Com certeza, merece muito essa nota que ganhou, o filme é simplesmente perfeito, emociona, e te faz pensar no que o ser humano é capaz de fazer para sobreviver e encontrar sua família num desastre.... Drama que é tenso, mas vale muito a pena assistir. Recomendo.
Adorei o filme. Filme catástrofe, baseado em fatos reais, que prende a atenção e que nos envolve com a situação vivida pelos personagens. Naomi Watts certamente receberá a sua segunda - e merecida - indicação ao Oscar de atriz principal, pois está soberba na caracterização da sua personagem. Outro destaque é o pequeno Thomas, papel vivido pelo ator mirim Samuel Joslin, que roubou a cena nos poucos minutos que apareceu na tela. Nota 10
Choro " Tsunamis " sempre que vejo esse filme . A atuação do garoto Tom Holland é incrível ! Naomi Watts ( O Chamado ) também estava impecável neste filme .

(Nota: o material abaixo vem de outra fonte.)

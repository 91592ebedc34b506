//! MBAP framing.
//!
//! ```text
//! +----------------+-------------+--------+---------+-----------+
//! | transaction id | protocol id | length | unit id |    PDU    |
//! |      u16       |     u16     |  u16   |   u8    | len - 1 B |
//! +----------------+-------------+--------+---------+-----------+
//! ```
//!
//! All fields are big-endian. `length` counts the unit id plus the PDU.

use std::io::ErrorKind;

use tokio::io::{AsyncRead, AsyncReadExt, AsyncWrite, AsyncWriteExt};

use crate::error::{ModbusError, ModbusResult};
use crate::pdu::MAX_PDU_LEN;

pub const MBAP_HEADER_LEN: usize = 7;
/// Protocol id of Modbus; anything else is not for us.
pub const MODBUS_PROTOCOL_ID: u16 = 0;

const MIN_LENGTH: u16 = 2;
const MAX_LENGTH: u16 = MAX_PDU_LEN as u16 + 1;

#[derive(Debug, Clone, Copy, PartialEq, Eq)]
pub struct MbapHeader {
    pub transaction_id: u16,
    pub protocol_id: u16,
    pub length: u16,
    pub unit_id: u8,
}

impl MbapHeader {
    /// Parse and validate a header.
    ///
    /// A length outside `2..=254` means the stream cannot be resynchronised.
    pub fn decode(bytes: &[u8; MBAP_HEADER_LEN]) -> ModbusResult<Self> {
        let header = Self {
            transaction_id: u16::from_be_bytes([bytes[0], bytes[1]]),
            protocol_id: u16::from_be_bytes([bytes[2], bytes[3]]),
            length: u16::from_be_bytes([bytes[4], bytes[5]]),
            unit_id: bytes[6],
        };
        if !(MIN_LENGTH..=MAX_LENGTH).contains(&header.length) {
            return Err(ModbusError::Frame(format!(
                "MBAP length {} outside {MIN_LENGTH}..={MAX_LENGTH}",
                header.length
            )));
        }
        Ok(header)
    }

    pub fn pdu_len(&self) -> usize {
        usize::from(self.length) - 1
    }
}

/// One MBAP frame: header fields plus the PDU bytes.
#[derive(Debug, Clone, PartialEq, Eq)]
pub struct Frame {
    pub transaction_id: u16,
    pub protocol_id: u16,
    pub unit_id: u8,
    pub pdu: Vec<u8>,
}

impl Frame {
    pub fn new(transaction_id: u16, unit_id: u8, pdu: Vec<u8>) -> Self {
        Self {
            transaction_id,
            protocol_id: MODBUS_PROTOCOL_ID,
            unit_id,
            pdu,
        }
    }

    /// A reply carrying this frame's transaction and unit id.
    pub fn reply(&self, pdu: Vec<u8>) -> Self {
        Self {
            transaction_id: self.transaction_id,
            protocol_id: self.protocol_id,
            unit_id: self.unit_id,
            pdu,
        }
    }

    pub fn encode(&self) -> ModbusResult<Vec<u8>> {
        if self.pdu.is_empty() || self.pdu.len() > MAX_PDU_LEN {
            return Err(ModbusError::Frame(format!(
                "PDU of {} bytes does not fit a frame",
                self.pdu.len()
            )));
        }
        let length = (self.pdu.len() + 1) as u16;
        let mut out = Vec::with_capacity(MBAP_HEADER_LEN + self.pdu.len());
        out.extend_from_slice(&self.transaction_id.to_be_bytes());
        out.extend_from_slice(&self.protocol_id.to_be_bytes());
        out.extend_from_slice(&length.to_be_bytes());
        out.push(self.unit_id);
        out.extend_from_slice(&self.pdu);
        Ok(out)
    }
}

/// Read one frame.
///
/// Returns `Ok(None)` when the peer closed the stream cleanly between
/// frames; a close in the middle of a frame is [`ModbusError::ConnectionClosed`].
pub async fn read_frame<R>(reader: &mut R) -> ModbusResult<Option<Frame>>
where
    R: AsyncRead + Unpin,
{
    let mut head = [0u8; MBAP_HEADER_LEN];

    // first byte separately so a clean close is not an error
    if reader.read(&mut head[..1]).await? == 0 {
        return Ok(None);
    }
    reader
        .read_exact(&mut head[1..])
        .await
        .map_err(eof_as_closed)?;

    let header = MbapHeader::decode(&head)?;
    let mut pdu = vec![0u8; header.pdu_len()];
    reader.read_exact(&mut pdu).await.map_err(eof_as_closed)?;

    Ok(Some(Frame {
        transaction_id: header.transaction_id,
        protocol_id: header.protocol_id,
        unit_id: header.unit_id,
        pdu,
    }))
}

pub async fn write_frame<W>(writer: &mut W, frame: &Frame) -> ModbusResult<()>
where
    W: AsyncWrite + Unpin,
{
    let bytes = frame.encode()?;
    writer.write_all(&bytes).await?;
    writer.flush().await?;
    Ok(())
}

fn eof_as_closed(e: std::io::Error) -> ModbusError {
    if e.kind() == ErrorKind::UnexpectedEof {
        ModbusError::ConnectionClosed
    } else {
        ModbusError::Io(e)
    }
}

#[cfg(test)]
mod tests {
    use super::*;

    #[test]
    fn header_length_bounds() {
        let mut bytes = [0x00, 0x01, 0x00, 0x00, 0x00, 0x06, 0x01];
        assert_eq!(MbapHeader::decode(&bytes).unwrap().pdu_len(), 5);

        bytes[5] = 1;
        assert!(matches!(MbapHeader::decode(&bytes), Err(ModbusError::Frame(_))));
        bytes[4] = 0x01;
        bytes[5] = 0x00;
        assert!(MbapHeader::decode(&bytes).is_err());
    }

    #[test]
    fn encode_layout() {
        let frame = Frame::new(0x1234, 0xFF, vec![0x03, 0x00, 0x01, 0x00, 0x02]);
        assert_eq!(
            frame.encode().unwrap(),
            vec![0x12, 0x34, 0x00, 0x00, 0x00, 0x06, 0xFF, 0x03, 0x00, 0x01, 0x00, 0x02]
        );
        assert!(Frame::new(1, 1, vec![]).encode().is_err());
        assert!(Frame::new(1, 1, vec![0; 254]).encode().is_err());
    }

    #[tokio::test]
    async fn reads_back_to_back_frames() {
        let a = Frame::new(1, 1, vec![0x03, 0x00, 0x00, 0x00, 0x01]);
        let b = Frame::new(2, 9, vec![0x06, 0x00, 0x02, 0x00, 0x07]);
        let mut bytes = a.encode().unwrap();
        bytes.extend(b.encode().unwrap());

        let mut reader = bytes.as_slice();
        assert_eq!(read_frame(&mut reader).await.unwrap(), Some(a));
        assert_eq!(read_frame(&mut reader).await.unwrap(), Some(b));
        assert_eq!(read_frame(&mut reader).await.unwrap(), None);
    }

    #[tokio::test]
    async fn truncated_frame_is_closed_connection() {
        let bytes = Frame::new(1, 1, vec![0x03, 0x00, 0x00, 0x00, 0x01])
            .encode()
            .unwrap();
        let mut reader = &bytes[..9];
        assert!(matches!(
            read_frame(&mut reader).await,
            Err(ModbusError::ConnectionClosed)
        ));
    }

    #[tokio::test]
    async fn write_then_read() {
        let frame = Frame::new(7, 0, vec![0x2B, 0x0E, 0x01, 0x00]);
        let mut buf = Vec::new();
        write_frame(&mut buf, &frame).await.unwrap();
        let mut reader = buf.as_slice();
        assert_eq!(read_frame(&mut reader).await.unwrap(), Some(frame));
    }
}
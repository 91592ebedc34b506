//! Headless runs and status recording.

use pp_core::RegisterBank;

use crate::error::{SimError, SimResult};
use crate::simulator::ProcessSimulator;
use crate::status::PlantStatus;

/// Options for headless runs.
#[derive(Clone, Debug)]
pub struct SimOptions {
    /// Number of ticks to run
    pub ticks: u64,
    /// Record every N-th tick (decimation)
    pub record_every: u64,
}

impl Default for SimOptions {
    fn default() -> Self {
        Self {
            ticks: 600,
            record_every: 60,
        }
    }
}

/// Status time series of a headless run.
#[derive(Clone, Debug, Default)]
pub struct SimRecord {
    /// Tick numbers (completed ticks at the time of the snapshot)
    pub tick: Vec<u64>,
    pub status: Vec<PlantStatus>,
}

impl SimRecord {
    pub fn len(&self) -> usize {
        self.tick.len()
    }

    pub fn is_empty(&self) -> bool {
        self.tick.is_empty()
    }

    pub fn last(&self) -> Option<(u64, &PlantStatus)> {
        self.tick.last().copied().zip(self.status.last())
    }
}

/// Run the simulator against `bank` without a wall clock.
pub fn run_sim(
    sim: &mut ProcessSimulator,
    bank: &RegisterBank,
    opts: &SimOptions,
) -> SimResult<SimRecord> {
    if opts.record_every == 0 {
        return Err(SimError::InvalidArg {
            what: "record_every must be positive",
        });
    }

    let mut record = SimRecord::default();
    record.tick.push(sim.ticks());
    record.status.push(sim.status());

    for step in 1..=opts.ticks {
        sim.tick(bank)?;
        if step % opts.record_every == 0 {
            record.tick.push(sim.ticks());
            record.status.push(sim.status());
        }
    }

    // Always record final state
    if opts.ticks % opts.record_every != 0 {
        record.tick.push(sim.ticks());
        record.status.push(sim.status());
    }

    Ok(record)
}
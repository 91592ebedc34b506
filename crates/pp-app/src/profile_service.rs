//! Plant profile lookup, loading and saving.

use std::path::Path;

use pp_sim::{HeatingModel, PlantProfile};

use crate::error::{AppError, AppResult};

/// Summary of a profile for listing.
#[derive(Debug, Clone)]
pub struct ProfileSummary {
    pub name: String,
    pub description: String,
    pub heating: &'static str,
    pub water_steps: u16,
    pub fuel_steps: u16,
}

impl ProfileSummary {
    pub fn of(profile: &PlantProfile) -> Self {
        Self {
            name: profile.name.clone(),
            description: profile.description.clone(),
            heating: match profile.heating {
                HeatingModel::FixedStep { .. } => "fixed_step",
                HeatingModel::Calorimetric { .. } => "calorimetric",
            },
            water_steps: profile.water_steps(),
            fuel_steps: profile.fuel_steps(),
        }
    }
}

/// Summaries of every built-in profile.
pub fn list_profiles() -> Vec<ProfileSummary> {
    PlantProfile::BUILTIN
        .iter()
        .filter_map(|name| PlantProfile::builtin(name))
        .map(|p| ProfileSummary::of(&p))
        .collect()
}

pub fn builtin_profile(name: &str) -> AppResult<PlantProfile> {
    PlantProfile::builtin(name).ok_or_else(|| AppError::ProfileNotFound(name.to_string()))
}

/// Load and validate a profile from a YAML file.
pub fn load_profile(path: &Path) -> AppResult<PlantProfile> {
    let content = std::fs::read_to_string(path).map_err(|e| AppError::ProfileFileRead {
        path: path.to_path_buf(),
        source: e,
    })?;

    let profile: PlantProfile = serde_yaml::from_str(&content)
        .map_err(|e| AppError::Profile(format!("Failed to parse profile YAML: {}", e)))?;
    profile.validate()?;

    Ok(profile)
}

/// Save a profile to a YAML file.
pub fn save_profile(path: &Path, profile: &PlantProfile) -> AppResult<()> {
    let content = profile_yaml(profile)?;

    std::fs::write(path, content).map_err(|e| AppError::ProfileFileWrite {
        path: path.to_path_buf(),
        source: e,
    })?;

    Ok(())
}

pub fn profile_yaml(profile: &PlantProfile) -> AppResult<String> {
    serde_yaml::to_string(profile)
        .map_err(|e| AppError::Profile(format!("Failed to serialize profile: {}", e)))
}

/// Pick the profile to run: a file wins over a built-in name; neither means
/// `standard`.
pub fn resolve_profile(name: Option<&str>, file: Option<&Path>) -> AppResult<PlantProfile> {
    match (file, name) {
        (Some(path), _) => load_profile(path),
        (None, Some(name)) => builtin_profile(name),
        (None, None) => Ok(PlantProfile::standard()),
    }
}

#[cfg(test)]
mod tests {
    use super::*;

    #[test]
    fn lists_every_builtin() {
        let names: Vec<String> = list_profiles().into_iter().map(|s| s.name).collect();
        assert_eq!(names, vec!["standard", "classic"]);
    }

    #[test]
    fn summary_reports_heating_model() {
        let s = ProfileSummary::of(&PlantProfile::classic());
        assert_eq!(s.heating, "calorimetric");
        assert_eq!((s.water_steps, s.fuel_steps), (10, 4));
    }

    #[test]
    fn unknown_builtin() {
        assert!(matches!(
            builtin_profile("nuclear"),
            Err(AppError::ProfileNotFound(_))
        ));
    }

    #[test]
    fn resolve_defaults_to_standard() {
        assert_eq!(resolve_profile(None, None).unwrap().name, "standard");
        assert_eq!(resolve_profile(Some("classic"), None).unwrap().name, "classic");
    }

    #[test]
    fn missing_file_is_read_error() {
        let err = load_profile(Path::new("/definitely/not/here.yaml")).unwrap_err();
        assert!(matches!(err, AppError::ProfileFileRead { .. }));
    }
}
//! Tick duration accounting.
//!
//! The tick runner records how long each tick took against its budget. The
//! counters are atomics so a status reader on another thread can sample them
//! without stopping the loop.

use std::sync::atomic::{AtomicU64, Ordering};
use std::time::Duration;

/// Accumulating timer for fixed-rate loops.
#[derive(Debug)]
pub struct TickTimer {
    total_ns: AtomicU64,
    max_ns: AtomicU64,
    count: AtomicU64,
    overruns: AtomicU64,
}

impl Default for TickTimer {
    fn default() -> Self {
        Self::new()
    }
}

impl TickTimer {
    pub const fn new() -> Self {
        Self {
            total_ns: AtomicU64::new(0),
            max_ns: AtomicU64::new(0),
            count: AtomicU64::new(0),
            overruns: AtomicU64::new(0),
        }
    }

    /// Record one tick. Returns `true` when `elapsed` exceeded `budget`.
    pub fn record(&self, elapsed: Duration, budget: Duration) -> bool {
        let nanos = u64::try_from(elapsed.as_nanos()).unwrap_or(u64::MAX);
        self.total_ns.fetch_add(nanos, Ordering::Relaxed);
        self.max_ns.fetch_max(nanos, Ordering::Relaxed);
        self.count.fetch_add(1, Ordering::Relaxed);

        let overran = elapsed > budget;
        if overran {
            self.overruns.fetch_add(1, Ordering::Relaxed);
        }
        overran
    }

    /// Number of recorded ticks.
    pub fn count(&self) -> u64 {
        self.count.load(Ordering::Relaxed)
    }

    /// Number of ticks that took longer than their budget.
    pub fn overruns(&self) -> u64 {
        self.overruns.load(Ordering::Relaxed)
    }

    pub fn total_seconds(&self) -> f64 {
        self.total_ns.load(Ordering::Relaxed) as f64 / 1e9
    }

    pub fn max_seconds(&self) -> f64 {
        self.max_ns.load(Ordering::Relaxed) as f64 / 1e9
    }

    /// Average time per tick (in seconds).
    pub fn average_seconds(&self) -> f64 {
        let count = self.count();
        if count > 0 {
            self.total_seconds() / count as f64
        } else {
            0.0
        }
    }

    pub fn reset(&self) {
        self.total_ns.store(0, Ordering::Relaxed);
        self.max_ns.store(0, Ordering::Relaxed);
        self.count.store(0, Ordering::Relaxed);
        self.overruns.store(0, Ordering::Relaxed);
    }
}
// Resource engine and the repository contract it drives

pub mod bulk;
pub mod engine;
pub mod traits;

// Re-export commonly used items
pub use bulk::{BulkFailure, BulkReport};
pub use engine::ResourceEngine;
pub use traits::Repository;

Clint Eastwood já havia encenado a tragédia do tsunami na Ásia, em 2004, mas o diretor mostrou apenas a força da água como coadjuvante no longa “Além da vida”. Em “O impossível”, filme que resgata a temática, amplia ainda mais os trágicos acontecimentos e eleva o impacto e a emoção para níveis astronômicos.

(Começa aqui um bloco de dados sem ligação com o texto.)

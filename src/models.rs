use serde::{Deserialize, Serialize};
use serde_json::{Map, Value as JsonValue};

use crate::filtering::conditions::FilterOp;
use crate::filtering::sort::Direction;

/// List request parameters as a transport adapter deserializes them.
///
/// # Filtering
/// Filters can be given in two shapes, combined with AND:
/// - **Explicit:** `filters: [{"field": "age", "op": "gte", "value": 30}]`. `op` defaults to `eq`.
/// - **Keyed:** `filter: {"age_gte": 30, "role_in": ["admin"], "name_like": "an"}`. A key that
///   is a field name means `eq`; otherwise the suffix (`_ne`, `_neq`, `_lt`, `_lte`, `_gt`,
///   `_gte`, `_in`, `_like`, `_contains`) names the operator.
///
/// # Sorting
/// `sort` is a list of `{"field": "age", "direction": "desc"}` objects or compact strings
/// `"age_desc"` / `"age_asc"` / `"age"`. Identity fields are always appended as a tie-breaker.
///
/// # Pagination
/// - **Offset:** `limit` and `offset`.
/// - **Keyset:** `limit` and the `cursor` returned as `next_cursor` by the previous page.
///
/// `limit` is clamped to the engine's configured maximum.
#[derive(Debug, Clone, Default, Deserialize, Serialize)]
pub struct ListParams {
    #[serde(default)]
    pub filters: Vec<FilterParam>,
    #[serde(default)]
    pub filter: Option<Map<String, JsonValue>>,
    #[serde(default)]
    pub sort: Vec<SortParam>,
    pub limit: Option<u64>,
    pub offset: Option<u64>,
    pub cursor: Option<String>,
}

impl ListParams {
    #[must_use]
    pub fn page(&self) -> PageParams {
        PageParams {
            limit: self.limit,
            offset: self.offset,
            cursor: self.cursor.clone(),
        }
    }

    /// Add an explicit filter
    #[must_use]
    pub fn filter(mut self, field: impl Into<String>, op: FilterOp, value: impl Into<JsonValue>) -> Self {
        self.filters.push(FilterParam {
            field: field.into(),
            op,
            value: value.into(),
        });
        self
    }

    #[must_use]
    pub fn sort_by(mut self, field: impl Into<String>, direction: Direction) -> Self {
        self.sort.push(SortParam::Key {
            field: field.into(),
            direction,
        });
        self
    }

    #[must_use]
    pub const fn limit(mut self, limit: u64) -> Self {
        self.limit = Some(limit);
        self
    }

    #[must_use]
    pub const fn offset(mut self, offset: u64) -> Self {
        self.offset = Some(offset);
        self
    }

    #[must_use]
    pub fn cursor(mut self, cursor: impl Into<String>) -> Self {
        self.cursor = Some(cursor.into());
        self
    }
}

/// One `field op value` condition
#[derive(Debug, Clone, PartialEq, Deserialize, Serialize)]
pub struct FilterParam {
    pub field: String,
    #[serde(default)]
    pub op: FilterOp,
    pub value: JsonValue,
}

/// A sort key, either `"age_desc"` or `{"field": "age", "direction": "desc"}`
#[derive(Debug, Clone, PartialEq, Eq, Deserialize, Serialize)]
#[serde(untagged)]
pub enum SortParam {
    Compact(String),
    Key {
        field: String,
        #[serde(default)]
        direction: Direction,
    },
}

/// Pagination part of a list request
#[derive(Debug, Clone, Default, PartialEq, Eq, Deserialize, Serialize)]
pub struct PageParams {
    pub limit: Option<u64>,
    pub offset: Option<u64>,
    pub cursor: Option<String>,
}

A estória, inspirada em fatos reais, fala de uma família Britânica que vai passar as férias em um resort na Tailândia e é surpreendida por um tsunami devastador. A onda separa o casal e filhos e, quando as águas abaixam, Maria (Naomi Watts - em grande atuação) sobrevive e começa a procura por seus parentes em meio ao caos.
“O impossível” recria a tragédia com tanta perfeição de detalhes que a sensação que temos é de que o filme foi feito no momento do acontecimento. O longa emociona em diversas camadas dramáticas ao longo da projeção e o faz muito bem, como o realismo da destruição (incluindo a espetacular cena do tsunami), a solidariedade do humilde povo tailandês, a esperança e o sofrimento dos protagonistas e, sobretudo, o clímax arrepiante.
O diretor Juan Antonio Bayona (“O Orfanato”), que faz uma obra digna de Oscar, trabalha a narrativa com ritmo tão intenso que, mesmo sabermos como tudo termina, ainda ficamos com a sensação de mistério em relação ao desfecho dos fatos, o que valoriza ainda mais o fator emocional. Outro detalhe que enriquece o drama, além da trilha sonora pontual, é o tratamento da tragédia que chega a ser perturbadoramente poético em alguns momentos, como na ‘cosmética da destruição’, nos contrastes sociais e étnicos, na solidariedade e na força de Maria que inspira o título do filme.
Ainda que fique a curiosidade de ver mais versões sobre o acontecimento para explicar as poucas pontas soltas, o longa cumpre o que promete e faz refletir sobre as dores e os papeis sociais que os grandes desastres causam nas pessoas. Impossível não ficar com olhos marejados!